The analysis of the RNA sequence (i.e, a genome) defining the SARS-CoV-2 pathogen, which causes COVID-19 disease, could shed light on better diagnostics, vaccines, and treatments for the disease. Although many research groups are studying the SARS-CoV-2 genome, they typically focus on a particular analytical method (e.g., nucleotide conservation analysis) or one or another element in the genome and therefore do not consider how different analyses may complement one another, or how interactions between the SARS-CoV-2 genomic elements themselves and/or other factors (e.g., human genes and proteins or drugs) could shed light on how to treat the disease. The project focuses on an integrated approach to identifying important elements in the SARS-CoV-2 genome ? elements that might be potentially hidden from more superficial analyses ? and the characterization of interactions within the SARS-CoV-2 genome as well interactions involving other factors, such as human genes, drugs, and other viruses. To this end, a wide variety of complementary analysis techniques (e.g., evolutionary conservation analysis, polymorphism functional effect evaluation, secondary RNA structure prediction, and phylogenetic signal analysis to name a few) will be exploited to identify and characterize features of the SARS-CoV-2 genome. The SARS-CoV-2 genome to other closely and distantly related pathogen and organism genomes will be compared to identify potentially hidden or novel elements that might be diagnostic or drug targets. Large-scale database searches and computational drug matching analysis will not be able to recognize not only regions of the SARS-CoV-2 genome that might be modulated or impacted by drugs, but also candidate drugs as well. The nature of the comprehensive and integrated quantitative research will expose potential multidisciplinary training and education opportunities.

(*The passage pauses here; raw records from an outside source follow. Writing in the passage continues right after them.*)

//! Textual conversion of runtime values (`repr` and `str`)
//!
//! Floats use the shortest round-trip form, strings pick the quote that
//! needs no escaping, and a container that contains itself prints as `[...]`.
//!
//! Everything is written through [`std::fmt::Write`], so callers can stream
//! into a bounded buffer and stop early (see `trace::render`). A write error
//! aborts the conversion.

use super::value::{Value, ValueError, MAX_VALUE_DEPTH};
use std::fmt::{self, Write};
use std::rc::Rc;

/// Conversion state: containers currently being written, for cycle detection
struct ReprWriter<'w, W: Write> {
    out: &'w mut W,
    active: Vec<usize>,
    too_deep: bool,
}

impl<W: Write> ReprWriter<'_, W> {
    fn write_value(&mut self, value: &Value) -> fmt::Result {
        if self.active.len() > MAX_VALUE_DEPTH {
            self.too_deep = true;
            return Err(fmt::Error);
        }

        match value {
            Value::None => self.out.write_str("None"),
            Value::Bool(true) => self.out.write_str("True"),
            Value::Bool(false) => self.out.write_str("False"),
            Value::Int(n) => write!(self.out, "{}", n),
            Value::Float(f) => self.out.write_str(&format_float(*f)),
            Value::Str(s) => write_quoted(self.out, s),
            Value::List(items) => {
                let id = Rc::as_ptr(items) as usize;
                if self.active.contains(&id) {
                    return self.out.write_str("[...]");
                }
                let items = items.try_borrow().map_err(|_| fmt::Error)?.clone();
                self.active.push(id);
                let result = self.write_sequence("[", &items, "]", false);
                self.active.pop();
                result
            }
            Value::Tuple(items) => {
                let id = Rc::as_ptr(items) as *const Value as usize;
                self.active.push(id);
                let result = self.write_sequence("(", items, ")", items.len() == 1);
                self.active.pop();
                result
            }
            Value::Dict(map) => {
                let id = Rc::as_ptr(map) as usize;
                if self.active.contains(&id) {
                    return self.out.write_str("{...}");
                }
                let entries: Vec<(Value, Value)> = map
                    .try_borrow()
                    .map_err(|_| fmt::Error)?
                    .values()
                    .cloned()
                    .collect();
                self.active.push(id);
                let result = self.write_entries(&entries);
                self.active.pop();
                result
            }
            Value::Range(range) => {
                if range.step == 1 {
                    write!(self.out, "range({}, {})", range.start, range.stop)
                } else {
                    write!(
                        self.out,
                        "range({}, {}, {})",
                        range.start, range.stop, range.step
                    )
                }
            }
            Value::Function(function) => write!(self.out, "<function {}>", function.def.name),
            Value::Builtin(builtin) => write!(self.out, "<built-in function {}>", builtin.name()),
            Value::Method(method) => write!(
                self.out,
                "<built-in method {} of {} object>",
                method.name,
                method.receiver.type_name()
            ),
            Value::Class(class) => write!(self.out, "<class '{}'>", class.name()),
            Value::Module(module) => write!(self.out, "<module '{}'>", module.name),
            Value::Exception(exception) => {
                self.out.write_str(exception.kind.name())?;
                if exception.args.len() == 1 {
                    self.out.write_char('(')?;
                    self.write_value(&exception.args[0])?;
                    self.out.write_char(')')
                } else {
                    let args = exception.args.clone();
                    self.write_sequence("(", &args, ")", false)
                }
            }
            Value::Iterator(_) => write!(self.out, "<{} object>", value.type_name()),
        }
    }

    fn write_sequence(
        &mut self,
        open: &str,
        items: &[Value],
        close: &str,
        trailing_comma: bool,
    ) -> fmt::Result {
        self.out.write_str(open)?;
        for (i, item) in items.iter().enumerate() {
            if i > 0 {
                self.out.write_str(", ")?;
            }
            self.write_value(item)?;
        }
        if trailing_comma {
            self.out.write_char(',')?;
        }
        self.out.write_str(close)
    }

    fn write_entries(&mut self, entries: &[(Value, Value)]) -> fmt::Result {
        self.out.write_char('{')?;
        for (i, (key, value)) in entries.iter().enumerate() {
            if i > 0 {
                self.out.write_str(", ")?;
            }
            self.write_value(key)?;
            self.out.write_str(": ")?;
            self.write_value(value)?;
        }
        self.out.write_char('}')
    }
}

/// Write `repr(value)` into `out`
pub fn write_repr<W: Write>(out: &mut W, value: &Value) -> fmt::Result {
    let mut writer = ReprWriter {
        out,
        active: Vec::new(),
        too_deep: false,
    };
    writer.write_value(value)
}

/// Write `str(value)` into `out`
pub fn write_str<W: Write>(out: &mut W, value: &Value) -> fmt::Result {
    match value {
        Value::Str(s) => out.write_str(s),
        Value::Exception(exception) => match exception.args.as_slice() {
            [] => Ok(()),
            [arg] if exception.kind != crate::interpreter::errors::ExceptionKind::KeyError => {
                write_str(out, arg)
            }
            [arg] => write_repr(out, arg),
            args => write_repr(out, &Value::tuple(args.to_vec())),
        },
        other => write_repr(out, other),
    }
}

/// `repr(value)`; fails only when nesting is too deep to convert
pub fn try_repr(value: &Value) -> Result<String, ValueError> {
    let mut out = String::new();
    let mut writer = ReprWriter {
        out: &mut out,
        active: Vec::new(),
        too_deep: false,
    };
    match writer.write_value(value) {
        Ok(()) => Ok(out),
        Err(_) if writer.too_deep => Err(ValueError::TooDeep),
        Err(_) => Err(ValueError::Busy(value.type_name())),
    }
}

/// `str(value)`; fails only when nesting is too deep to convert
pub fn try_str(value: &Value) -> Result<String, ValueError> {
    match value {
        Value::Str(s) => Ok(s.to_string()),
        Value::Exception(_) => {
            let mut out = String::new();
            match write_str(&mut out, value) {
                Ok(()) => Ok(out),
                Err(_) => Err(ValueError::TooDeep),
            }
        }
        other => try_repr(other),
    }
}

/// `repr(value)` with a placeholder for values that cannot be converted
pub fn repr_string(value: &Value) -> String {
    try_repr(value).unwrap_or_else(|_| format!("<unrepresentable {}>", value.type_name()))
}

/// `str(value)` with a placeholder for values that cannot be converted
pub fn str_string(value: &Value) -> String {
    try_str(value).unwrap_or_else(|_| format!("<unrepresentable {}>", value.type_name()))
}

/// Write `text` as a quoted string literal
pub fn write_quoted<W: Write>(out: &mut W, text: &str) -> fmt::Result {
    let quote = if text.contains('\'') && !text.contains('"') {
        '"'
    } else {
        '\''
    };
    out.write_char(quote)?;
    for ch in text.chars() {
        match ch {
            '\\' => out.write_str("\\\\")?,
            '\n' => out.write_str("\\n")?,
            '\r' => out.write_str("\\r")?,
            '\t' => out.write_str("\\t")?,
            c if c == quote => {
                out.write_char('\\')?;
                out.write_char(c)?;
            }
            c if c.is_control() => {
                let code = c as u32;
                if code <= 0xff {
                    write!(out, "\\x{:02x}", code)?;
                } else {
                    write!(out, "\\u{:04x}", code)?;
                }
            }
            c => out.write_char(c)?,
        }
    }
    out.write_char(quote)
}

/// Format a float the way `repr(float)` does
pub fn format_float(value: f64) -> String {
    if value.is_nan() {
        return "nan".to_string();
    }
    if value.is_infinite() {
        return if value > 0.0 { "inf" } else { "-inf" }.to_string();
    }
    if value == 0.0 {
        return if value.is_sign_negative() { "-0.0" } else { "0.0" }.to_string();
    }

    // Shortest round-trip digits, in the form d.ddde±x
    let scientific = format!("{:e}", value.abs());
    let (mantissa, exponent) = match scientific.split_once('e') {
        Some(parts) => parts,
        None => return scientific,
    };
    let exponent: i32 = exponent.parse().unwrap_or(0);
    let digits: String = mantissa.chars().filter(|c| *c != '.').collect();
    let sign = if value < 0.0 { "-" } else { "" };

    if (-4..16).contains(&exponent) {
        let body = if exponent >= 0 {
            let point = exponent as usize + 1;
            if digits.len() <= point {
                format!("{}{}.0", digits, "0".repeat(point - digits.len()))
            } else {
                format!("{}.{}", &digits[..point], &digits[point..])
            }
        } else {
            format!("0.{}{}", "0".repeat((-exponent - 1) as usize), digits)
        };
        format!("{}{}", sign, body)
    } else {
        let fraction = if digits.len() > 1 {
            format!("{}.{}", &digits[..1], &digits[1..])
        } else {
            digits
        };
        let exp_sign = if exponent < 0 { '-' } else { '+' };
        format!("{}{}e{}{:02}", sign, fraction, exp_sign, exponent.abs())
    }
}

#[cfg(test)]
mod tests {
    use super::*;
    use crate::interpreter::errors::{ExceptionKind, ExceptionObject};
    use crate::memory::value::{DictMap, RangeValue};

    #[test]
    fn test_float_formatting() {
        assert_eq!(format_float(1.0), "1.0");
        assert_eq!(format_float(0.1), "0.1");
        assert_eq!(format_float(-2.5), "-2.5");
        assert_eq!(format_float(1e16), "1e+16");
        assert_eq!(format_float(1.5e-5), "1.5e-05");
        assert_eq!(format_float(0.0001), "0.0001");
        assert_eq!(format_float(123456789.0), "123456789.0");
        assert_eq!(format_float(f64::INFINITY), "inf");
        assert_eq!(format_float(-0.0), "-0.0");
        assert_eq!(format_float(1.0 / 3.0), "0.3333333333333333");
    }

    #[test]
    fn test_string_quoting() {
        assert_eq!(repr_string(&Value::str("hi")), "'hi'");
        assert_eq!(repr_string(&Value::str("it's")), "\"it's\"");
        assert_eq!(repr_string(&Value::str("a\nb")), "'a\\nb'");
        assert_eq!(repr_string(&Value::str("both ' \"")), "'both \\' \"'");
        assert_eq!(str_string(&Value::str("raw")), "raw");
    }

    #[test]
    fn test_containers() {
        let tuple = Value::tuple(vec![Value::Int(1)]);
        assert_eq!(repr_string(&tuple), "(1,)");

        let list = Value::list(vec![Value::None, Value::Bool(true), Value::Float(2.0)]);
        assert_eq!(repr_string(&list), "[None, True, 2.0]");

        let mut map = DictMap::new();
        let key = Value::str("k");
        map.insert(key.to_key().unwrap(), (key, Value::list(Vec::new())));
        assert_eq!(repr_string(&Value::dict(map)), "{'k': []}");

        let range = Value::Range(RangeValue { start: 0, stop: 5, step: 1 });
        assert_eq!(repr_string(&range), "range(0, 5)");
    }

    #[test]
    fn test_self_reference() {
        let list = Value::list(vec![Value::Int(1)]);
        if let Value::List(items) = &list {
            items.borrow_mut().push(list.clone());
        }
        assert_eq!(repr_string(&list), "[1, [...]]");
    }

    #[test]
    fn test_exception_repr_and_str() {
        let exc = Value::Exception(Rc::new(ExceptionObject::new(
            ExceptionKind::ValueError,
            vec![Value::str("bad")],
        )));
        assert_eq!(repr_string(&exc), "ValueError('bad')");
        assert_eq!(str_string(&exc), "bad");
    }

    #[test]
    fn test_too_deep() {
        let mut value = Value::list(Vec::new());
        for _ in 0..(MAX_VALUE_DEPTH + 5) {
            value = Value::list(vec![value]);
        }
        assert_eq!(try_repr(&value), Err(ValueError::TooDeep));
    }
}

The scope of the project will be broad by design and amount to as comprehensive an annotation of the SARS-CoV-2 genome as possible, especially with respect to genomically-guided interactions involving SARS-CoV-2 genomic elements amongst themselves and with other factors, such as other viruses, human genes, proteins and elements such as microRNAs, and drugs and therapeutic constructs such as antisense oligonucleotide (ASO) constructs. To pursue the research, an analysis pipeline and workflow were designed to enable and integrate the results of various analyses. The pipeline starts with comparative analyses of all available SARS-CoV-2 genomes (currently >10,000) and closely and distantly related species such as other viruses and SARS-CoV-2 infection hosts such as bats and humans (amounting to billions of species) and function prediction tools to identify and characterize likely functional elements. The identification of unique features in the SARS-CoV-2 genome could reveal diagnostic targets. Both structure prediction and phylogenetic signal analyses are pursued on any identified elements found in the SARS-CoV-2 genome. Predicted structures are then subjected to in silico drug and therapeutic construct (e.g., ASOs) binding and modulation studies. The likely functional effects of polymorphism on these structures are also assessed. Phylogenetic signal analyses can reveal phenotypes that variant forms of a functional element can influence (e.g., viral load, infectivity, etc.). Finally, identified elements are considered in network analyses to determine which other elements they interact with and which human (and other) host genes and proteins they could influence. A website describing and disseminating the analysis results and data generated as part of the research will be available at www.tgen.org.
This RAPID award is made by the Infrastructure Innovation for Biological Research (IIBR Informatics) Program in the Division of Biological Infrastructure, using funds from the Coronavirus Aid, Relief, and Economic Security (CARES) Act.
This award reflects NSF's statutory mission and has been deemed worthy of support through evaluation using the Foundation's intellectual merit and broader impacts review criteria.